EXERCISE
Return only the lines of the listing below that run from the line with "Datadog v2 API" through the line with "pub const TABLES_PATH: &str", both ends included, exactly as written.

____ INFORMATION SUPPLIED

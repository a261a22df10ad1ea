pub mod client;
pub mod common;
pub mod error;
pub mod reference_tables;

#[cfg(test)]
pub mod test_helpers;

pub use client::{Client, ClientConfig, DEFAULT_API_URL, DEFAULT_TIMEOUT};
pub use common::HttpResponse;
pub use error::ApiError;
pub use reference_tables::ReferenceTablesApi;

use std::future::Future;
use tfplug::Context;

/// Runs a remote call until it completes or `ctx` is cancelled
///
/// A cancelled call is dropped mid-flight and reported as
/// [`ApiError::Cancelled`]; nothing is retried.
pub async fn with_context<T, F>(ctx: &Context, call: F) -> Result<T, ApiError>
where
    F: Future<Output = Result<T, ApiError>>,
{
    if ctx.is_cancelled() {
        return Err(ApiError::Cancelled);
    }

    tokio::select! {
        biased;
        _ = ctx.cancelled() => Err(ApiError::Cancelled),
        result = call => result,
    }
}
//! Reference tables endpoints of the Datadog v2 API

use async_trait::async_trait;
use serde::{Deserialize, Serialize};
use serde_json::{Map, Value};

use super::client::Client;
use super::common::HttpResponse;
use super::error::ApiError;

pub const TABLES_PATH: &str = "/api/v2/reference-tables/tables";
pub const REFERENCE_TABLE_TYPE: &str = "reference_table";

pub fn table_path(id: &str) -> String {
    format!("{}/{}", TABLES_PATH, urlencoding::encode(id))
}

/// Remote operations on reference tables
///
/// Implemented by [`Client`] against the real API. Status codes are handed
/// back untouched so callers can apply their own expectations.
#[async_trait]
pub trait ReferenceTablesApi: Send + Sync {
    async fn list_tables(&self) -> Result<TableList, ApiError>;

    async fn get_table(&self, id: &str) -> Result<HttpResponse<TableResult>, ApiError>;

    async fn create_reference_table(
        &self,
        request: &CreateTableRequest,
    ) -> Result<HttpResponse<TableResult>, ApiError>;

    async fn update_reference_table(
        &self,
        id: &str,
        request: &PatchTableRequest,
    ) -> Result<u16, ApiError>;

    async fn delete_table(&self, id: &str) -> Result<u16, ApiError>;
}

#[async_trait]
impl ReferenceTablesApi for Client {
    async fn list_tables(&self) -> Result<TableList, ApiError> {
        Ok(self.get::<TableList>(TABLES_PATH).await?.body)
    }

    async fn get_table(&self, id: &str) -> Result<HttpResponse<TableResult>, ApiError> {
        self.get(&table_path(id)).await
    }

    async fn create_reference_table(
        &self,
        request: &CreateTableRequest,
    ) -> Result<HttpResponse<TableResult>, ApiError> {
        self.post(TABLES_PATH, request).await
    }

    async fn update_reference_table(
        &self,
        id: &str,
        request: &PatchTableRequest,
    ) -> Result<u16, ApiError> {
        self.patch(&table_path(id), request).await
    }

    async fn delete_table(&self, id: &str) -> Result<u16, ApiError> {
        self.delete(&table_path(id)).await
    }
}

#[derive(Debug, Clone, PartialEq, Serialize, Deserialize)]
pub struct SchemaField {
    pub name: String,
    #[serde(rename = "type")]
    pub field_type: String,
    #[serde(flatten)]
    pub unparsed: Map<String, Value>,
}

impl SchemaField {
    pub fn new(name: &str, field_type: &str) -> Self {
        Self {
            name: name.to_string(),
            field_type: field_type.to_string(),
            unparsed: Map::new(),
        }
    }
}

#[derive(Debug, Clone, PartialEq, Serialize, Deserialize)]
pub struct TableSchema {
    pub fields: Vec<SchemaField>,
    pub primary_keys: Vec<String>,
    #[serde(flatten)]
    pub unparsed: Map<String, Value>,
}

impl TableSchema {
    pub fn new(fields: Vec<SchemaField>, primary_keys: Vec<String>) -> Self {
        Self {
            fields,
            primary_keys,
            unparsed: Map::new(),
        }
    }
}

/// `{"data": {...}}` as returned by get and create
#[derive(Debug, Clone, Serialize, Deserialize)]
pub struct TableResult {
    pub data: TableData,
    #[serde(flatten)]
    pub unparsed: Map<String, Value>,
}

impl TableResult {
    pub fn new(data: TableData) -> Self {
        Self {
            data,
            unparsed: Map::new(),
        }
    }
}

#[derive(Debug, Clone, Serialize, Deserialize)]
pub struct TableList {
    #[serde(default)]
    pub data: Vec<TableData>,
    #[serde(flatten)]
    pub unparsed: Map<String, Value>,
}

#[derive(Debug, Clone, Default, Serialize, Deserialize)]
pub struct TableData {
    #[serde(default, skip_serializing_if = "Option::is_none")]
    pub id: Option<String>,
    #[serde(rename = "type", default, skip_serializing_if = "Option::is_none")]
    pub data_type: Option<String>,
    #[serde(default, skip_serializing_if = "Option::is_none")]
    pub attributes: Option<TableAttributes>,
    /// Keys this client does not know about
    #[serde(flatten)]
    pub unparsed: Map<String, Value>,
}

#[derive(Debug, Clone, Default, Serialize, Deserialize)]
pub struct TableAttributes {
    #[serde(default, skip_serializing_if = "Option::is_none")]
    pub table_name: Option<String>,
    #[serde(default, skip_serializing_if = "Option::is_none")]
    pub description: Option<String>,
    #[serde(default, skip_serializing_if = "Option::is_none")]
    pub source: Option<String>,
    #[serde(default, skip_serializing_if = "Option::is_none")]
    pub schema: Option<TableSchema>,
    #[serde(default, skip_serializing_if = "Option::is_none")]
    pub tags: Option<Vec<String>>,
    #[serde(default, skip_serializing_if = "Option::is_none")]
    pub created_by: Option<String>,
    #[serde(default, skip_serializing_if = "Option::is_none")]
    pub last_updated_by: Option<String>,
    #[serde(default, skip_serializing_if = "Option::is_none")]
    pub row_count: Option<i64>,
    #[serde(default, skip_serializing_if = "Option::is_none")]
    pub status: Option<String>,
    #[serde(default, skip_serializing_if = "Option::is_none")]
    pub updated_at: Option<String>,
    /// Echoed by the server in several shapes; never read back into state
    #[serde(default, skip_serializing_if = "Option::is_none")]
    pub file_metadata: Option<Value>,
    #[serde(flatten)]
    pub unparsed: Map<String, Value>,
}

#[derive(Debug, Clone, Serialize)]
pub struct CreateTableRequest {
    pub data: CreateTableData,
}

#[derive(Debug, Clone, Serialize)]
pub struct CreateTableData {
    #[serde(rename = "type")]
    pub data_type: String,
    pub attributes: CreateTableAttributes,
}

#[derive(Debug, Clone, Serialize)]
pub struct CreateTableAttributes {
    pub table_name: String,
    pub source: String,
    pub schema: TableSchema,
    pub file_metadata: FileMetadataPayload,
    #[serde(skip_serializing_if = "Option::is_none")]
    pub description: Option<String>,
    #[serde(skip_serializing_if = "Option::is_none")]
    pub tags: Option<Vec<String>>,
}

/// The two shapes of `file_metadata` the create endpoint accepts
#[derive(Debug, Clone, PartialEq, Serialize)]
#[serde(untagged)]
pub enum FileMetadataPayload {
    LocalFile {
        upload_id: String,
    },
    CloudStorage {
        access_details: AccessDetailsPayload,
        sync_enabled: bool,
    },
}

#[derive(Debug, Clone, PartialEq, Serialize)]
pub struct AccessDetailsPayload {
    #[serde(rename = "type")]
    pub storage_type: String,
    #[serde(skip_serializing_if = "Option::is_none")]
    pub region: Option<String>,
    pub bucket_name: String,
    pub key_path: String,
}

#[derive(Debug, Clone, Serialize)]
pub struct PatchTableRequest {
    pub data: PatchTableData,
}

#[derive(Debug, Clone, Serialize)]
pub struct PatchTableData {
    #[serde(rename = "type")]
    pub data_type: String,
    pub attributes: PatchTableAttributes,
}

/// Unset `description` and `tags` are sent as explicit nulls, which clears them
#[derive(Debug, Clone, Serialize)]
pub struct PatchTableAttributes {
    pub schema: TableSchema,
    pub description: Option<String>,
    pub tags: Option<Vec<String>>,
}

________

ANSWER BOX
//! Reference tables endpoints of the Datadog v2 API

use async_trait::async_trait;
use serde::{Deserialize, Serialize};
use serde_json::{Map, Value};

use super::client::Client;
use super::common::HttpResponse;
use super::error::ApiError;

pub const TABLES_PATH: &str = "/api/v2/reference-tables/tables";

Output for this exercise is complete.